Yapılan inceleme sonucunda, ihtiyati tedbir talep eden davacının davanın esası yönünden kendisinin haklılığını yaklaşık olarak ispat edecek nitelikte delil sunmadığı, bu şekilde HMK 390/3 maddesinde belirtilen diğer şartın da gerçekleşmediği anlaşılmakla ihtiyati tedbir talebinin reddine…” karar verilmiştir.
İSTİNAF SEBEPLERİ:
Davacı vekili istinaf dilekçesinde özetle; dava konusu bağımsız bölümlerin ihbar olunana arsa sahipleri tarafından davalının talebi üzerine kendisine veya 3.kişilere devretme olasılıklarının bulunduğunu, devir halinde müvekkilinin telafisi imkansız zararlarının oluşacağını, davalı şirketin arsa sahiplerine karşı taahhütlerini yerine getirdiğini belirterek, mahkeme kararının kaldırılmasını istemiştir.
GEREKÇE:
Talep, eser sözleşmesinden kaynaklanan tapu iptal tescil veya alacak davasında ihtiyati tedbir istemine ilişkindir.
İnceleme, 6100 sayılı Hukuk Usulü Muhakemeleri Kanunu (HMK)’nun 355. madde hükmü uyarınca istinaf dilekçesinde belirtilen sebeplerle sınırlı olarak ve kamu düzenine aykırı hususların olup olmadığı gözetilerek yapılmıştır.

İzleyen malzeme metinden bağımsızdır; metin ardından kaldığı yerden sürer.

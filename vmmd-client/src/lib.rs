//! # vmmd-client
//!
//! Client library for the vmmd control plane.
//!
//! Each call opens a fresh connection, sends one command envelope, reads
//! the single response, and disconnects; the daemon closes the connection
//! after writing.

pub mod client;
pub mod error;

pub use client::Client;
pub use error::ClientError;
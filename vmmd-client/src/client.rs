//! One-shot request/response client.

use crate::error::ClientError;
use serde_json::Value;
use std::path::PathBuf;
use tokio::io::{AsyncReadExt, AsyncWriteExt};
use tokio::net::UnixStream;
use vmmd_protocol::{codec, Command, CommandArgs, Request};

/// Client for the vmmd daemon socket.
pub struct Client {
    socket_path: PathBuf,
}

impl Client {
    pub fn new(socket_path: impl Into<PathBuf>) -> Self {
        Self {
            socket_path: socket_path.into(),
        }
    }

    /// Sends one command and returns the daemon's payload.
    ///
    /// A `{"Error": ...}` payload - whether from the dispatch engine or
    /// embedded by the handler - is surfaced as [`ClientError::Daemon`].
    pub async fn request(
        &self,
        command: Command,
        args: CommandArgs,
    ) -> Result<Value, ClientError> {
        let envelope = Request::new(command.name()).with_args(args);
        let bytes = codec::encode_request(&envelope)?;

        let mut stream = UnixStream::connect(&self.socket_path).await?;
        stream.write_all(&bytes).await?;
        tracing::debug!("Sent {} request ({} bytes)", command, bytes.len());

        // The daemon writes exactly one response and closes; read to EOF.
        let mut response = Vec::new();
        stream.read_to_end(&mut response).await?;
        if response.is_empty() {
            return Err(ClientError::Abandoned);
        }

        let value = codec::decode_result(&response)?;
        if let Some(message) = value.get("Error").and_then(Value::as_str) {
            return Err(ClientError::Daemon(message.to_string()));
        }
        Ok(value)
    }

    pub async fn start(&self, args: CommandArgs) -> Result<Value, ClientError> {
        self.request(Command::Start, args).await
    }

    pub async fn stop(&self) -> Result<Value, ClientError> {
        self.request(Command::Stop, CommandArgs::new()).await
    }

    pub async fn delete(&self) -> Result<Value, ClientError> {
        self.request(Command::Delete, CommandArgs::new()).await
    }

    pub async fn status(&self) -> Result<Value, ClientError> {
        self.request(Command::Status, CommandArgs::new()).await
    }

    pub async fn version(&self) -> Result<Value, ClientError> {
        self.request(Command::Version, CommandArgs::new()).await
    }

    pub async fn set_config(&self, args: CommandArgs) -> Result<Value, ClientError> {
        self.request(Command::SetConfig, args).await
    }

    pub async fn unset_config(&self, args: CommandArgs) -> Result<Value, ClientError> {
        self.request(Command::UnsetConfig, args).await
    }

    pub async fn get_config(&self, args: CommandArgs) -> Result<Value, ClientError> {
        self.request(Command::GetConfig, args).await
    }

    pub async fn webconsole_url(&self) -> Result<Value, ClientError> {
        self.request(Command::WebconsoleUrl, CommandArgs::new())
            .await
    }
}
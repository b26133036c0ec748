//! Server error types.

use std::path::PathBuf;
use thiserror::Error;

/// Server errors.
#[derive(Debug, Error)]
pub enum ServerError {
    #[error("I/O error: {0}")]
    Io(#[from] std::io::Error),

    #[error("protocol error: {0}")]
    Protocol(#[from] vmmd_protocol::ProtocolError),

    #[error("config store error: {0}")]
    Store(#[from] vmmd_config::StoreError),

    #[error("socket path '{path}' exists and is not a socket")]
    NotASocket { path: PathBuf },

    #[error("socket path '{path}' is in use by another process")]
    SocketInUse { path: PathBuf },
}
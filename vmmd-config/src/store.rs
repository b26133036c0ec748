//! File-backed property store.

use crate::error::StoreError;
use crate::settings::{self, SETTINGS};
use std::collections::{BTreeMap, HashMap};
use std::fs;
use std::path::{Path, PathBuf};

/// A configuration store bound to a JSON file on disk.
///
/// Only explicitly-set values are persisted; defaults come from the
/// settings table at read time. Writes go through a temp file and rename so
/// a crash never leaves a half-written store.
#[derive(Debug, Clone)]
pub struct Store {
    path: PathBuf,
    values: HashMap<String, String>,
}

impl Store {
    /// Opens the store at `path`. A missing file is an empty store.
    pub fn open(path: impl AsRef<Path>) -> Result<Self, StoreError> {
        let path = path.as_ref().to_path_buf();
        let values = match fs::read_to_string(&path) {
            Ok(content) => serde_json::from_str(&content)?,
            Err(e) if e.kind() == std::io::ErrorKind::NotFound => HashMap::new(),
            Err(e) => return Err(e.into()),
        };
        Ok(Self { path, values })
    }

    /// Returns the effective value of a property: the stored value if set,
    /// the table default otherwise.
    pub fn get(&self, name: &str) -> Result<String, StoreError> {
        let setting = settings::lookup(name)
            .ok_or_else(|| StoreError::UnknownProperty(name.to_string()))?;
        Ok(self
            .values
            .get(name)
            .cloned()
            .unwrap_or_else(|| setting.default.to_string()))
    }

    /// Returns whether a property has an explicitly stored value.
    pub fn is_set(&self, name: &str) -> bool {
        self.values.contains_key(name)
    }

    /// Validates and stores a property value, then persists the store.
    pub fn set(&mut self, name: &str, value: &str) -> Result<(), StoreError> {
        let setting = settings::lookup(name)
            .ok_or_else(|| StoreError::UnknownProperty(name.to_string()))?;
        setting.validate(value)?;
        self.values.insert(name.to_string(), value.to_string());
        self.persist()
    }

    /// Removes a stored value, restoring the default, then persists.
    pub fn unset(&mut self, name: &str) -> Result<(), StoreError> {
        if settings::lookup(name).is_none() {
            return Err(StoreError::UnknownProperty(name.to_string()));
        }
        self.values.remove(name);
        self.persist()
    }

    /// Effective values for every known property, in table order.
    pub fn all(&self) -> BTreeMap<&'static str, String> {
        SETTINGS
            .iter()
            .map(|s| {
                let value = self
                    .values
                    .get(s.name)
                    .cloned()
                    .unwrap_or_else(|| s.default.to_string());
                (s.name, value)
            })
            .collect()
    }

    fn persist(&self) -> Result<(), StoreError> {
        if let Some(parent) = self.path.parent() {
            fs::create_dir_all(parent)?;
        }
        let tmp = self.path.with_extension("tmp");
        fs::write(&tmp, serde_json::to_vec_pretty(&self.values)?)?;
        fs::rename(&tmp, &self.path)?;
        Ok(())
    }
}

Mahkemece, dosya kapsamındaki bilgi, belge ve toplanan deliller değerlendirilerek yasal düzenlemelere uygun ve isabetli gerekçeyle karar verilmiş olduğu, ileri sürülen istinaf sebepleri dikkate alındığında mahkeme kararında usul ve esas yönünden yasaya aykırılık bulunmadığı ve özellikle dosyada bulunan tapu kayıtlarına göre, dava konusu taşınmazların dava taraf olmayan kişiler adına kayıtlı olduğu anlaşılmakla davacı vekilinin istinaf başvurusunun esastan reddine karar verilmesi gerekmiştir.
HÜKÜM:
1-İhtiyati tedbir talep eden davacı vekilinin istinaf başvurusunun HMK’nın 353/1-b.1 maddesi gereğince ESASTAN REDDİNE,
2-Alınması gereken 179,90 TL istinaf karar harcı peşin alındığından yeniden harç alınmasına yer olmadığına,
3-İstinaf başvurusu nedeniyle ihtiyati tedbir talep eden davacı tarafça yapılan yargılama giderlerinin ve yatırılan istinaf başvurma harcının kendi üzerinde bırakılmasına,
Dosya üzerinde yapılan inceleme sonucunda HMK’nın 362/1.f maddesi gereğince KESİN olmak üzere 08/06/2023tarihinde oybirliği ile karar verildi.